= WHAT YOU HAVE TO DO =
Using the records below, report how many lines hold "filename", with no extra text.

━━ PROVIDED DATA

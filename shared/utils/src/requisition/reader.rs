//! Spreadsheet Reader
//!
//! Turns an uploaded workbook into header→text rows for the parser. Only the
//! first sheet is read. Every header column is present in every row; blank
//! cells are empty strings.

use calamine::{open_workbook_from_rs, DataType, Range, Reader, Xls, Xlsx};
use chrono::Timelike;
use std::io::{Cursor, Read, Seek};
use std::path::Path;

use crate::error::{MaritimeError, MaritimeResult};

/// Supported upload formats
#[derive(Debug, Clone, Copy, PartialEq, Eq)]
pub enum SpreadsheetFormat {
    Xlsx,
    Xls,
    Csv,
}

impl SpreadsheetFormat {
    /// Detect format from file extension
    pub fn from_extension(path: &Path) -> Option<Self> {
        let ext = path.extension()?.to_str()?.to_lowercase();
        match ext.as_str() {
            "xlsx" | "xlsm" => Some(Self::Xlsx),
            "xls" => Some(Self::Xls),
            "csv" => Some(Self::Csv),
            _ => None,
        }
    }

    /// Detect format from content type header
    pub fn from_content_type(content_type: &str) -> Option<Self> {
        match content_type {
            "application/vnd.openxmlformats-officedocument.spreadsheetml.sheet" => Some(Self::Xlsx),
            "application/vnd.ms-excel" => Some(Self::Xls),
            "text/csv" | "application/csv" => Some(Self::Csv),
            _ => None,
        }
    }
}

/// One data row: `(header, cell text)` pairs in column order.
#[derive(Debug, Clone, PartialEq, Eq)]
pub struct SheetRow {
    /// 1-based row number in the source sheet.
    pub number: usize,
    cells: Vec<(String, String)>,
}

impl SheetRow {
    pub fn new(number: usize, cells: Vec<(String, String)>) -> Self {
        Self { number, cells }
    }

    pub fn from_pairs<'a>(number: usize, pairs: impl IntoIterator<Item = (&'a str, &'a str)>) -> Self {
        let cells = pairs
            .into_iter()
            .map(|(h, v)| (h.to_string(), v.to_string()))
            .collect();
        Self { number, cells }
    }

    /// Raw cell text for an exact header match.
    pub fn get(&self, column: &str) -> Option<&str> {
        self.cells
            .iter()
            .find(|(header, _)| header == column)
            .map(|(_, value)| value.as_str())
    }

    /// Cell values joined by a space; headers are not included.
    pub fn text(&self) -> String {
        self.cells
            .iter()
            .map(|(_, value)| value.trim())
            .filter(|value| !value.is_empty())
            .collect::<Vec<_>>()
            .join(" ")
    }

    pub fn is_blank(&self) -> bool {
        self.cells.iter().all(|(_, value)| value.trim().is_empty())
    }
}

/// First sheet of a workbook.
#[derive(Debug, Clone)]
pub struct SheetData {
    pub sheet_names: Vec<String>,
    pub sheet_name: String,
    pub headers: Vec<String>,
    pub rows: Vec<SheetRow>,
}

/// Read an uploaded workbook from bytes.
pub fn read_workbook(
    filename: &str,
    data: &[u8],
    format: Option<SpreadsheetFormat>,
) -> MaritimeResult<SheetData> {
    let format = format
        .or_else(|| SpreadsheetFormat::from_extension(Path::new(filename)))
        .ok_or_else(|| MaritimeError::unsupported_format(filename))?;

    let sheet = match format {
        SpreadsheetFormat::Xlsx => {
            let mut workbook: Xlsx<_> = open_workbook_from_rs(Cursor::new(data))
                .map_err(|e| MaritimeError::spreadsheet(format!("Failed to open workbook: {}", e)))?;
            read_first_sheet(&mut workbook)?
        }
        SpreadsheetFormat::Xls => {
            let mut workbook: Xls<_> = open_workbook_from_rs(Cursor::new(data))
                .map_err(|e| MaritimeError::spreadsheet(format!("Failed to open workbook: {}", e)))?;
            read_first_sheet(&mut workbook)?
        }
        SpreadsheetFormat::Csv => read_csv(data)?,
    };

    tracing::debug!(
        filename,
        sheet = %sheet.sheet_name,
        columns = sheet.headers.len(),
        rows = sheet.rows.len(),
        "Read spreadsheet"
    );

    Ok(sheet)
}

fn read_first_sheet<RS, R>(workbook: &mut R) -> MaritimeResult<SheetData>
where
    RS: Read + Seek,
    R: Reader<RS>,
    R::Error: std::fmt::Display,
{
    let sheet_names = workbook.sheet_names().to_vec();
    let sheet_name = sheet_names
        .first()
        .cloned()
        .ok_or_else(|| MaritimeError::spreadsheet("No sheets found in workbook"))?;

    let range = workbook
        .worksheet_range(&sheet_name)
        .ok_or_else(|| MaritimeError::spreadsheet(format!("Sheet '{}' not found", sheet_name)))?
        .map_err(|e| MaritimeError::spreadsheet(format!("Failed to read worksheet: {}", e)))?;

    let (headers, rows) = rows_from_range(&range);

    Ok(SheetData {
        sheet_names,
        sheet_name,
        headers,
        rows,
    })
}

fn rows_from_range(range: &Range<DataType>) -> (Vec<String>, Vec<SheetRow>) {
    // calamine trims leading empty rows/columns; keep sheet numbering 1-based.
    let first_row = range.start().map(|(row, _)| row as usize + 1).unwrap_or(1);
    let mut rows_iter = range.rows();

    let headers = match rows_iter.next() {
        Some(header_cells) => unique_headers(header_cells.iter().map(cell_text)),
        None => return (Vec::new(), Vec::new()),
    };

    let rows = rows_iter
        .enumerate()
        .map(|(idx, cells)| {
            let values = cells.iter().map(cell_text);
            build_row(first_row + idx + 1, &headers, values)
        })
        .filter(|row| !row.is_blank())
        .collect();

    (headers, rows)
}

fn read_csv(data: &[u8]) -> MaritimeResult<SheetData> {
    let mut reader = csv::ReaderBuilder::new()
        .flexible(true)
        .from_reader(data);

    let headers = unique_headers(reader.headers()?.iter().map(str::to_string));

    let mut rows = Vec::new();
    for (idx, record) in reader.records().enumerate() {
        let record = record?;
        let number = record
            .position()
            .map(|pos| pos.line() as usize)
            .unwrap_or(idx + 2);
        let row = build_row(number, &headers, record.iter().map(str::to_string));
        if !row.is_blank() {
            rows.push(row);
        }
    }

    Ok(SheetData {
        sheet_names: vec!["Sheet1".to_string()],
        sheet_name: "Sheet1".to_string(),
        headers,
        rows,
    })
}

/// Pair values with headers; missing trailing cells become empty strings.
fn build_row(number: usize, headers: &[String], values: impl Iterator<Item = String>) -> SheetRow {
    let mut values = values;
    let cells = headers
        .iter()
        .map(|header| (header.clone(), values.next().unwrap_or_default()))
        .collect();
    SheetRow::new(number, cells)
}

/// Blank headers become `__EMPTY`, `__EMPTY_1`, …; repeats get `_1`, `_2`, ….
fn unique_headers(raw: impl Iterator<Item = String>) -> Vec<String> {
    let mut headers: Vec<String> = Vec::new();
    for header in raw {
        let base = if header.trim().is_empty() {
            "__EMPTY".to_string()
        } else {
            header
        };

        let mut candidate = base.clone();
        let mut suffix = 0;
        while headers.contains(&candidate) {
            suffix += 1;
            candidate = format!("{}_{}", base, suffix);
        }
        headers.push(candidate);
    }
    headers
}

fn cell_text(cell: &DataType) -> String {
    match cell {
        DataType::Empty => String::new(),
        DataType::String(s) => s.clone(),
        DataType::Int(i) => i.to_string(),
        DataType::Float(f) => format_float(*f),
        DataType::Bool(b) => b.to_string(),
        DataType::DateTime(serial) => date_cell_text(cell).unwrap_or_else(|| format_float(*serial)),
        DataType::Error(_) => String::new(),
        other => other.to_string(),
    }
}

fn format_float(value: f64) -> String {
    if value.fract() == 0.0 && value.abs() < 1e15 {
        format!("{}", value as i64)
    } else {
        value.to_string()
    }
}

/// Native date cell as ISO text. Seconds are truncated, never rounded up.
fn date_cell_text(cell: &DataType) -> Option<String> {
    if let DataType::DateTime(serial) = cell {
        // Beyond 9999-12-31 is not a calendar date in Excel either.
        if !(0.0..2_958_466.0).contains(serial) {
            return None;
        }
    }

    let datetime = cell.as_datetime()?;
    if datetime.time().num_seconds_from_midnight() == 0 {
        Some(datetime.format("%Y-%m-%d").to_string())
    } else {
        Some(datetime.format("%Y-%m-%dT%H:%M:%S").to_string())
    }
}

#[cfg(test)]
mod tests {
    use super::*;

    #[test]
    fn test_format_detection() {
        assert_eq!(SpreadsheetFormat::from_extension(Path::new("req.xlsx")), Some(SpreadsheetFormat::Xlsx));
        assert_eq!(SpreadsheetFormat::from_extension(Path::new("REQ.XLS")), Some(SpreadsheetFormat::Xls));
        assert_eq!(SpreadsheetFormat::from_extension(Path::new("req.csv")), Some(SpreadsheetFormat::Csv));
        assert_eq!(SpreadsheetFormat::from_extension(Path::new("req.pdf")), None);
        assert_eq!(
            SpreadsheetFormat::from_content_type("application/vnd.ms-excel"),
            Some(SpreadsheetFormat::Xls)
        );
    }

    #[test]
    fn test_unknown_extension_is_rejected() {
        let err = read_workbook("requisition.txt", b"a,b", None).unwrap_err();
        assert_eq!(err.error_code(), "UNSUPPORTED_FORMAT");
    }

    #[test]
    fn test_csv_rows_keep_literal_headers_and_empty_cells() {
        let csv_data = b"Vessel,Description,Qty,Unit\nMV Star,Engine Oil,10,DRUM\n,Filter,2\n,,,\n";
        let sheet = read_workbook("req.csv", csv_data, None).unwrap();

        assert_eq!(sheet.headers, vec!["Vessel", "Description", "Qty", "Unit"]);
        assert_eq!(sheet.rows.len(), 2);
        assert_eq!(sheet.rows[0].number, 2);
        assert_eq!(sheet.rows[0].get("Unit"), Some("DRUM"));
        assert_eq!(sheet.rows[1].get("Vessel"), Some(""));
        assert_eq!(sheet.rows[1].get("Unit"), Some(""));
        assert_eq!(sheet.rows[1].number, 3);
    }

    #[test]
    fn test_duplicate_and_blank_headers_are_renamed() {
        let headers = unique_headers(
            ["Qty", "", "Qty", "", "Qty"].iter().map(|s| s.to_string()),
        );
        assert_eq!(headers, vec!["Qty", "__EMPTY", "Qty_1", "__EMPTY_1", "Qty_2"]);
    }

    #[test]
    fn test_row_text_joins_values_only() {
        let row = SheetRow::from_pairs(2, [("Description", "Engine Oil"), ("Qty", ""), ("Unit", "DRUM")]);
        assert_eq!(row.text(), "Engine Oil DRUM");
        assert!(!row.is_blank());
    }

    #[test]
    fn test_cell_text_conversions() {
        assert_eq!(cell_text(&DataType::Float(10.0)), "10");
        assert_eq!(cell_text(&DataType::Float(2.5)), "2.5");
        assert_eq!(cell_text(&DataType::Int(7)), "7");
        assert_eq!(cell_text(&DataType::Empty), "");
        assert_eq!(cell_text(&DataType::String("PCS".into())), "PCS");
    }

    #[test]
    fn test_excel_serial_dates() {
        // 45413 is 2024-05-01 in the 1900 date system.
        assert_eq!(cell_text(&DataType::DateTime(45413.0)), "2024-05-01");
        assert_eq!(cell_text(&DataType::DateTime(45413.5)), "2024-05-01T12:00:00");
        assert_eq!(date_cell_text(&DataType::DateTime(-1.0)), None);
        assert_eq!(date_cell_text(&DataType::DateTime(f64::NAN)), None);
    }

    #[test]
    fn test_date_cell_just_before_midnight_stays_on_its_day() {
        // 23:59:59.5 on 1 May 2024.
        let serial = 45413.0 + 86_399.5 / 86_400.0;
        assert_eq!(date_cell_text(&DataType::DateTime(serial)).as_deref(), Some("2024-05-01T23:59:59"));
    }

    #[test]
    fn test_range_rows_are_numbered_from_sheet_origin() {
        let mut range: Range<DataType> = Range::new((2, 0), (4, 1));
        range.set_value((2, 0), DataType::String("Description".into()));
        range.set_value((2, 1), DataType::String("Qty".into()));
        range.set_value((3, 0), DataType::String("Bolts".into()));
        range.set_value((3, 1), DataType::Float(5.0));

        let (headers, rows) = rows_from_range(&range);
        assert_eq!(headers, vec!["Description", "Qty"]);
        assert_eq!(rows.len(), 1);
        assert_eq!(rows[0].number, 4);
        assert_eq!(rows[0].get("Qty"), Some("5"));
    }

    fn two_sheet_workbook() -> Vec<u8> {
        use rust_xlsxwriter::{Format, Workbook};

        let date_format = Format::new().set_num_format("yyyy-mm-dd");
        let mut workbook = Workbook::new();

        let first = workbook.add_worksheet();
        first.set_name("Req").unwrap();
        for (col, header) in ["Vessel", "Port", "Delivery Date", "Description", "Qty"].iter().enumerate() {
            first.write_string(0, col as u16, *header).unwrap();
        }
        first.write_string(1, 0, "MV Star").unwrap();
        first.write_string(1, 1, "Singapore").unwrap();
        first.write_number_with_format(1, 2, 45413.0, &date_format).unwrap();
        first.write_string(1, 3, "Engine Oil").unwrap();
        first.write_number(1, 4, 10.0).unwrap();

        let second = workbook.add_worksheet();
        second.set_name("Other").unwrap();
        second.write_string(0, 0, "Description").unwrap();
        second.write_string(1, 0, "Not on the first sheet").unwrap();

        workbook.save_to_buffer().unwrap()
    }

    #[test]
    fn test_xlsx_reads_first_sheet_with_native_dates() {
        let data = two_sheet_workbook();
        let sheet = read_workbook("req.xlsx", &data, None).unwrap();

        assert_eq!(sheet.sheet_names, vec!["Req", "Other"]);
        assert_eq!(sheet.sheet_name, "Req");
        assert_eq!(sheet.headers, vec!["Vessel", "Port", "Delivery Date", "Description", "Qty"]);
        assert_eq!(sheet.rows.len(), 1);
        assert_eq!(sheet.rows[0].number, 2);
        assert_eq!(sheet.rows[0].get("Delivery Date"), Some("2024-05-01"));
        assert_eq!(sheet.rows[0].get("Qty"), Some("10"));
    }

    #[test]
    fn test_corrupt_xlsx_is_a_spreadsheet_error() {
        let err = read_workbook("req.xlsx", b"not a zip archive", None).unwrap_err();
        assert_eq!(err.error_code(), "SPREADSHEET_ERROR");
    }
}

━━━━

= EXERCISE RESPONSE =
5